Re: [openstack-dev] Keystone Authorization Failed: Forbidden (HTTP 403)

2016-04-27 Thread Dhvanan Shah

keystone --debug user-list gives this:

/usr/lib/python2.7/site-packages/keystoneclient/shell.py:65:
DeprecationWarning: The keystone CLI is deprecated in favor of
python-openstackclient.

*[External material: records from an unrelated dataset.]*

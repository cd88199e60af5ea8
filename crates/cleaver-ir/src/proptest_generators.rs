//! Proptest strategies for generating well-formed [`Program`] instances.

use proptest::prelude::*;

use crate::ast::*;

fn ref_arg() -> LocalVar {
    LocalVar::new("x", Type::Ref)
}

fn field_acc(field: &str) -> Exp {
    Exp::Acc {
        loc: Box::new(Exp::FieldAccess {
            receiver: Box::new(Exp::Local(ref_arg())),
            field: field.into(),
            typ: Type::Int,
        }),
        perm: None,
    }
}

/// Strategy for a well-formed [`Program`] suitable for property testing.
///
/// Generated programs have:
/// - 1–4 integer fields
/// - 0–3 predicates, each with a body holding one field permission
/// - 1–6 methods, each reading one field and optionally calling another
///   method and/or folding one predicate
///
/// Every call, fold, and field access resolves to a declaration in the same
/// program, so the dependency graph is always closed. Call targets may form
/// cycles.
pub fn arb_program() -> impl Strategy<Value = Program> {
    (1..=4usize, 0..=3usize, 1..=6usize)
        .prop_flat_map(|(nfields, npreds, nmethods)| {
            // Per-method structure: (field read, callee, folded predicate)
            let method_strategy = proptest::collection::vec(
                (
                    0..nfields,
                    proptest::option::of(0..nmethods),
                    if npreds > 0 {
                        proptest::option::of(0..npreds).boxed()
                    } else {
                        Just(None::<usize>).boxed()
                    },
                ),
                nmethods..=nmethods,
            );
            // Per-predicate structure: which field the body holds
            let pred_strategy = proptest::collection::vec(0..nfields, npreds..=npreds);

            (Just(nfields), pred_strategy, method_strategy)
        })
        .prop_map(|(nfields, pred_fields, method_info)| {
            let mut program = Program::new(ProgramMeta {
                source_name: "generated.vpr".into(),
                span: Span::new(0, 0),
                info: None,
            });

            for i in 0..nfields {
                program.add_field(Field {
                    name: format!("f{i}"),
                    typ: Type::Int,
                });
            }

            for (i, &field) in pred_fields.iter().enumerate() {
                program.add_predicate(Predicate {
                    name: format!("P{i}"),
                    formal_args: vec![ref_arg()],
                    body: Some(field_acc(&format!("f{field}"))),
                });
            }

            for (i, &(field, callee, folded)) in method_info.iter().enumerate() {
                let mut stmts = vec![Stmt::Inhale(field_acc(&format!("f{field}")))];
                if let Some(j) = callee {
                    stmts.push(Stmt::Call {
                        method: format!("m{j}"),
                        args: vec![Exp::Local(ref_arg())],
                        targets: vec![],
                    });
                }
                if let Some(p) = folded {
                    stmts.push(Stmt::Fold {
                        predicate: format!("P{p}"),
                        args: vec![Exp::Local(ref_arg())],
                    });
                }
                program.add_method(Method {
                    name: format!("m{i}"),
                    formal_args: vec![ref_arg()],
                    formal_returns: vec![],
                    pres: vec![],
                    posts: vec![],
                    body: Some(Stmt::Block {
                        decls: vec![],
                        stmts,
                    }),
                });
            }

            program
        })
}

For a Python library, continue using
python-keystoneclient.
  'python-keystoneclient.', DeprecationWarning)
DEBUG:keystoneclient.auth.identity.v2:Making authentication request to
http://10.16.37.221:5000/v2.0/tokens
INFO:requests.packages.urllib3.connectionpool:Starting new HTTP connection
(1): proxy.serc.iisc.ernet.in
DEBUG:requests.packages.urllib3.connectionpool:"POST
http://10.16.37.221:5000/v2.0/tokens HTTP/1.1" 403 3370
DEBUG:keystoneclient.session:Request returned failure status: 403
Authorization Failed: Forbidden (HTTP 403)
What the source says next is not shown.